On Oct 7, 8:35*pm, Teignmouth wrote:
I've twice tried to post this under Joe's hinting of another cool
winter for Europe thread, but for some reason it's not appearing, so
here goes again.
Looking at the Met Office Ensemble-mean maps for Dec/Jan/Feb, they are
forecasting temperatures between 1°C & 1.5°C above average.http://www..metoffice.gov.uk/science.../ensemble/ens_...
And looking at their European long-range probability maps *for the
same period they are forecasting the following probability;http://www.metoffice.gov.uk/science/.../probability/g...
Temperatures above average 60-80% confidence
Temperatures average 20-40% confidence
Temperatures below average less than 20% confidence.
So on both counts the Met Office are forecasting a Mild Winter.
Will they have Egg on their Faces 2 years in a row?

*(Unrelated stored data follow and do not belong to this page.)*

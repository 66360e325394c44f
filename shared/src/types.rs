//! Common types used across the service

use chrono::NaiveDate;
use serde::{Deserialize, Serialize};

/// Pagination parameters
#[derive(Debug, Clone, Copy, Serialize, Deserialize)]
pub struct Pagination {
    pub page: u32,
    pub per_page: u32,
}

impl Default for Pagination {
    fn default() -> Self {
        Self {
            page: 1,
            per_page: 20,
        }
    }
}

impl Pagination {
    /// Build from optional query values, clamping to sane bounds
    pub fn from_query(page: Option<u32>, per_page: Option<u32>, default: u32, max: u32) -> Self {
        Self {
            page: page.unwrap_or(1).max(1),
            per_page: per_page.unwrap_or(default).clamp(1, max.max(1)),
        }
    }

    pub fn limit(&self) -> i64 {
        i64::from(self.per_page)
    }

    pub fn offset(&self) -> i64 {
        i64::from(self.page.saturating_sub(1)) * i64::from(self.per_page)
    }
}

/// Paginated response
#[derive(Debug, Clone, Serialize, Deserialize)]
pub struct PaginatedResponse<T> {
    pub data: Vec<T>,
    pub pagination: PaginationMeta,
}

impl<T> PaginatedResponse<T> {
    pub fn new(data: Vec<T>, pagination: Pagination, total_items: u64) -> Self {
        let per_page = u64::from(pagination.per_page.max(1));
        let total_pages = total_items.div_ceil(per_page);
        Self {
            data,
            pagination: PaginationMeta {
                page: pagination.page,
                per_page: pagination.per_page,
                total_items,
                total_pages: u32::try_from(total_pages).unwrap_or(u32::MAX),
            },
        }
    }
}

/// Pagination metadata
#[derive(Debug, Clone, Serialize, Deserialize)]
pub struct PaginationMeta {
    pub page: u32,
    pub per_page: u32,
    pub total_items: u64,
    pub total_pages: u32,
}

/// Date range for queries, both ends inclusive
#[derive(Debug, Clone, Serialize, Deserialize)]
pub struct DateRange {
    pub start: Option<NaiveDate>,
    pub end: Option<NaiveDate>,
}

impl DateRange {
    pub fn is_valid(&self) -> bool {
        match (self.start, self.end) {
            (Some(start), Some(end)) => start <= end,
            _ => true,
        }
    }
}
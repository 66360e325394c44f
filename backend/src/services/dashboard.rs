//! Dashboard summary figures

use rust_decimal::Decimal;
use serde::Serialize;
use sqlx::PgPool;

use crate::error::AppResult;
use crate::middleware::AuthUser;

#[derive(Clone)]
pub struct DashboardService {
    db: PgPool,
}

/// Documents still waiting to be validated or executed
#[derive(Debug, Default, Serialize)]
pub struct PendingDocuments {
    pub receipts: i64,
    pub deliveries: i64,
    pub transfers: i64,
    pub adjustments: i64,
}

#[derive(Debug, Serialize)]
pub struct DashboardSummary {
    pub total_products: i64,
    pub active_products: i64,
    pub total_units: i64,
    /// Sum of `total_stock * unit_cost` over products with a known cost
    pub stock_valuation: Decimal,
    pub low_stock_products: i64,
    pub active_alerts: i64,
    pub pending: PendingDocuments,
}

#[derive(sqlx::FromRow)]
struct CatalogFigures {
    total_products: i64,
    active_products: i64,
    total_units: i64,
    stock_valuation: Decimal,
    low_stock_products: i64,
}

impl DashboardService {
    pub fn new(db: PgPool) -> Self {
        Self { db }
    }

    /// Catalog figures are global; pending document counts follow the user's warehouse scope
    pub async fn summary(&self, user: &AuthUser) -> AppResult<DashboardSummary> {
        let catalog = sqlx::query_as::<_, CatalogFigures>(
            r#"
            SELECT
                COUNT(*) AS total_products,
                COUNT(*) FILTER (WHERE status = 'active') AS active_products,
                COALESCE(SUM(total_stock), 0)::BIGINT AS total_units,
                COALESCE(SUM(total_stock * unit_cost), 0)::NUMERIC AS stock_valuation,
                COUNT(*) FILTER (
                    WHERE status = 'active' AND reorder_level > 0 AND total_stock <= reorder_level
                ) AS low_stock_products
            FROM products
            "#,
        )
        .fetch_one(&self.db)
        .await?;

        let active_alerts: i64 =
            sqlx::query_scalar("SELECT COUNT(*) FROM alerts WHERE status = 'Active'")
                .fetch_one(&self.db)
                .await?;

        // Transfers count when either end is in scope
        let pending: (i64, i64, i64, i64) = sqlx::query_as(
            r#"
            SELECT
                (SELECT COUNT(*) FROM receipts
                  WHERE status NOT IN ('done', 'canceled')
                    AND ($1::uuid IS NULL OR warehouse_id = $1)),
                (SELECT COUNT(*) FROM deliveries
                  WHERE status NOT IN ('done', 'canceled')
                    AND ($1::uuid IS NULL OR warehouse_id = $1)),
                (SELECT COUNT(*) FROM transfers
                  WHERE status NOT IN ('done', 'canceled')
                    AND ($1::uuid IS NULL OR source_warehouse_id = $1 OR destination_warehouse_id = $1)),
                (SELECT COUNT(*) FROM adjustments
                  WHERE status NOT IN ('done', 'canceled')
                    AND ($1::uuid IS NULL OR warehouse_id = $1))
            "#,
        )
        .bind(user.scoped_warehouse())
        .fetch_one(&self.db)
        .await?;

        tracing::debug!(user_id = %user.user_id, "Dashboard summary computed");

        Ok(DashboardSummary {
            total_products: catalog.total_products,
            active_products: catalog.active_products,
            total_units: catalog.total_units,
            stock_valuation: catalog.stock_valuation,
            low_stock_products: catalog.low_stock_products,
            active_alerts,
            pending: PendingDocuments {
                receipts: pending.0,
                deliveries: pending.1,
                transfers: pending.2,
                adjustments: pending.3,
            },
        })
    }
}
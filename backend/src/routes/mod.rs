//! Route definitions for the stock ledger API

use axum::{
    middleware,
    routing::{get, post, put},
    Router,
};

use crate::{handlers, middleware::auth_middleware, AppState};

/// Create API routes; everything except health, register and login needs a bearer token
pub fn api_routes(state: AppState) -> Router<AppState> {
    let protected = Router::new()
        .route("/auth/me", get(handlers::me))
        .nest("/users", user_routes())
        .nest("/products", product_routes())
        .nest("/warehouses", warehouse_routes())
        .nest("/receipts", receipt_routes())
        .nest("/deliveries", delivery_routes())
        .nest("/transfers", transfer_routes())
        .nest("/adjustments", adjustment_routes())
        .nest("/ledger", ledger_routes())
        .nest("/alerts", alert_routes())
        .route("/dashboard", get(handlers::get_dashboard))
        .route_layer(middleware::from_fn_with_state(state, auth_middleware));

    Router::new()
        // Public
        .route("/health", get(handlers::health_check))
        .route("/auth/register", post(handlers::register))
        .route("/auth/login", post(handlers::login))
        .merge(protected)
}

fn user_routes() -> Router<AppState> {
    Router::new()
        .route("/", get(handlers::list_users).post(handlers::create_user))
        .route("/:id", get(handlers::get_user).put(handlers::update_user))
}

fn product_routes() -> Router<AppState> {
    Router::new()
        .route("/", get(handlers::list_products).post(handlers::create_product))
        .route(
            "/:id",
            get(handlers::get_product)
                .put(handlers::update_product)
                .delete(handlers::archive_product),
        )
        .route("/:id/archive", post(handlers::archive_product))
        .route("/:id/stock", get(handlers::get_product_stock))
}

fn warehouse_routes() -> Router<AppState> {
    Router::new()
        .route("/", get(handlers::list_warehouses).post(handlers::create_warehouse))
        .route(
            "/:id",
            get(handlers::get_warehouse).put(handlers::update_warehouse),
        )
        .route("/:id/deactivate", post(handlers::deactivate_warehouse))
        .route(
            "/:id/locations",
            get(handlers::list_locations).post(handlers::create_location),
        )
        .route("/:id/locations/:location_id", put(handlers::update_location))
        .route(
            "/:id/locations/:location_id/deactivate",
            post(handlers::deactivate_location),
        )
}

fn receipt_routes() -> Router<AppState> {
    Router::new()
        .route("/", get(handlers::list_receipts).post(handlers::create_receipt))
        .route("/:id", get(handlers::get_receipt).put(handlers::update_receipt))
        .route("/:id/validate", post(handlers::validate_receipt))
        .route("/:id/cancel", post(handlers::cancel_receipt))
}

fn delivery_routes() -> Router<AppState> {
    Router::new()
        .route("/", get(handlers::list_deliveries).post(handlers::create_delivery))
        .route("/:id", get(handlers::get_delivery).put(handlers::update_delivery))
        .route("/:id/confirm", post(handlers::confirm_delivery))
        .route("/:id/pick", post(handlers::pick_delivery))
        .route("/:id/pack", post(handlers::pack_delivery))
        .route("/:id/validate", post(handlers::validate_delivery))
        .route("/:id/cancel", post(handlers::cancel_delivery))
}

fn transfer_routes() -> Router<AppState> {
    Router::new()
        .route("/", get(handlers::list_transfers).post(handlers::create_transfer))
        .route("/:id", get(handlers::get_transfer).put(handlers::update_transfer))
        .route("/:id/execute", post(handlers::execute_transfer))
        .route("/:id/cancel", post(handlers::cancel_transfer))
}

fn adjustment_routes() -> Router<AppState> {
    Router::new()
        .route("/", get(handlers::list_adjustments).post(handlers::create_adjustment))
        .route(
            "/:id",
            get(handlers::get_adjustment).put(handlers::update_adjustment),
        )
        .route("/:id/validate", post(handlers::validate_adjustment))
        .route("/:id/cancel", post(handlers::cancel_adjustment))
}

fn ledger_routes() -> Router<AppState> {
    Router::new()
        .route("/", get(handlers::list_ledger))
        .route("/product/:id", get(handlers::product_ledger))
        .route("/warehouse/:id", get(handlers::warehouse_ledger))
}

fn alert_routes() -> Router<AppState> {
    Router::new()
        .route("/", get(handlers::list_alerts))
        .route("/generate", post(handlers::generate_alerts))
        .route("/:id/acknowledge", post(handlers::acknowledge_alert))
        .route("/:id/resolve", post(handlers::resolve_alert))
}
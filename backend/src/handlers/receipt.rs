//! HTTP handlers for incoming receipts

use axum::{
    extract::{Path, Query, State},
    http::StatusCode,
    Json,
};
use uuid::Uuid;

use crate::error::AppResult;
use crate::middleware::CurrentUser;
use crate::services::document::DocumentFilter;
use crate::services::receipt::{CreateReceiptInput, UpdateReceiptInput};
use crate::services::ReceiptService;
use crate::AppState;
use shared::Receipt;

pub async fn create_receipt(
    State(state): State<AppState>,
    current_user: CurrentUser,
    Json(input): Json<CreateReceiptInput>,
) -> AppResult<(StatusCode, Json<Receipt>)> {
    let receipt = ReceiptService::new(state.db)
        .create(&current_user.0, input)
        .await?;
    Ok((StatusCode::CREATED, Json(receipt)))
}

pub async fn list_receipts(
    State(state): State<AppState>,
    current_user: CurrentUser,
    Query(filter): Query<DocumentFilter>,
) -> AppResult<Json<Vec<Receipt>>> {
    let receipts = ReceiptService::new(state.db)
        .list(&current_user.0, filter)
        .await?;
    Ok(Json(receipts))
}

pub async fn get_receipt(
    State(state): State<AppState>,
    current_user: CurrentUser,
    Path(receipt_id): Path<Uuid>,
) -> AppResult<Json<Receipt>> {
    let receipt = ReceiptService::new(state.db)
        .get(&current_user.0, receipt_id)
        .await?;
    Ok(Json(receipt))
}

pub async fn update_receipt(
    State(state): State<AppState>,
    current_user: CurrentUser,
    Path(receipt_id): Path<Uuid>,
    Json(input): Json<UpdateReceiptInput>,
) -> AppResult<Json<Receipt>> {
    let receipt = ReceiptService::new(state.db)
        .update(&current_user.0, receipt_id, input)
        .await?;
    Ok(Json(receipt))
}

/// Post every line into stock and mark the receipt done
pub async fn validate_receipt(
    State(state): State<AppState>,
    current_user: CurrentUser,
    Path(receipt_id): Path<Uuid>,
) -> AppResult<Json<Receipt>> {
    let receipt = ReceiptService::new(state.db)
        .validate(&current_user.0, receipt_id)
        .await?;
    Ok(Json(receipt))
}

pub async fn cancel_receipt(
    State(state): State<AppState>,
    current_user: CurrentUser,
    Path(receipt_id): Path<Uuid>,
) -> AppResult<Json<Receipt>> {
    let receipt = ReceiptService::new(state.db)
        .cancel(&current_user.0, receipt_id)
        .await?;
    Ok(Json(receipt))
}
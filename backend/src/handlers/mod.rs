//! HTTP handlers, one module per resource

mod adjustment;
mod alert;
mod auth;
mod dashboard;
mod delivery;
mod health;
mod ledger;
mod product;
mod receipt;
mod transfer;
mod user;
mod warehouse;

pub use adjustment::*;
pub use alert::*;
pub use auth::*;
pub use dashboard::*;
pub use delivery::*;
pub use health::*;
pub use ledger::*;
pub use product::*;
pub use receipt::*;
pub use transfer::*;
pub use user::*;
pub use warehouse::*;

If someone could avoid having egg on their face with a LR seasonal
forecast that was correct 5 times on the bounce, I'd start to take
notice of them. There's not a single forecaster, or organisation, that
has managed to do that over the last 5 years,
AFAIK. The MetO could
get the winter forecast wrong this coming year, then be right the next
8 running. How would you feel about them then, T? Not that the general
pubic, the media and almost anyone else would take a blind bit of
notice, as they only focus on the mistakes and the ridiculous (and
painfully real)
PR gaffes.
It's difficult, incremental work by good research scientists, which is
showing very slow progress and relies on an awful lot of peer reviewed
research and hindsight stats, to tease out cause and effect. Anyone
who thinks they can do better needs their last 5 seasonal forecasts
examining.......and their bumps. *)) It's fun watching and reading
their forecasts each winter though! Reading their gloating and that of
their followers when they get one right (after messing up and
conveniently forgetting the last 4 or so years' forecasts) is not so
edifying.
As it happens, in terms of temperature, warmer than average, with a
spread around +1C sounds a very good bet for this winter, as the world
is warmer than it was in comparison to the 1971-2000 mean and the UK
is hardly immune to that trend. If Lockwood (2010) is correct, in
saying that a solar minimum can produce changes in stratospheric winds
which can lead to more NH blocking at the surface, a spread around
+0.5 might be better.
I'd just go for warmer than average, but then again, I have every
winter, spring, summer and autumn, since about 1990 when I first
started talking about this. If you can beat about 75% correct over 20
years and 80 forecasts, then well done (less than 75% in winter,
mind)*. UK seasonal forecasting for me remains pretty impossible and
that's a real regret. 20 years ago, I thought we'd be far better by
2010 than we actually are. I don't think precipitation is forecastable
at 3 months in advance with any decent accuracy at all. i.e. it's
pretty much a guess. The MetO has about a 65% success record in
predicting the sign of the NAO from using N. Atlantic SSTs in early
summer, but even a -ve/+ve NAO is not an accurate indicator of the UK
winter weather.
*Hardly a claim to fame: it's the ability to predict the cold ones
that counts and I have no idea, the same as everybody else, when they
will come along. If I'd have forecast a cold winter every year since
1990, I'd have been correct 7 times and wrong far more (Hadley,
below), but I'd have great fun saying how good I was, after the 7
colder than average ones and I'd be on a real roll after the last 2!!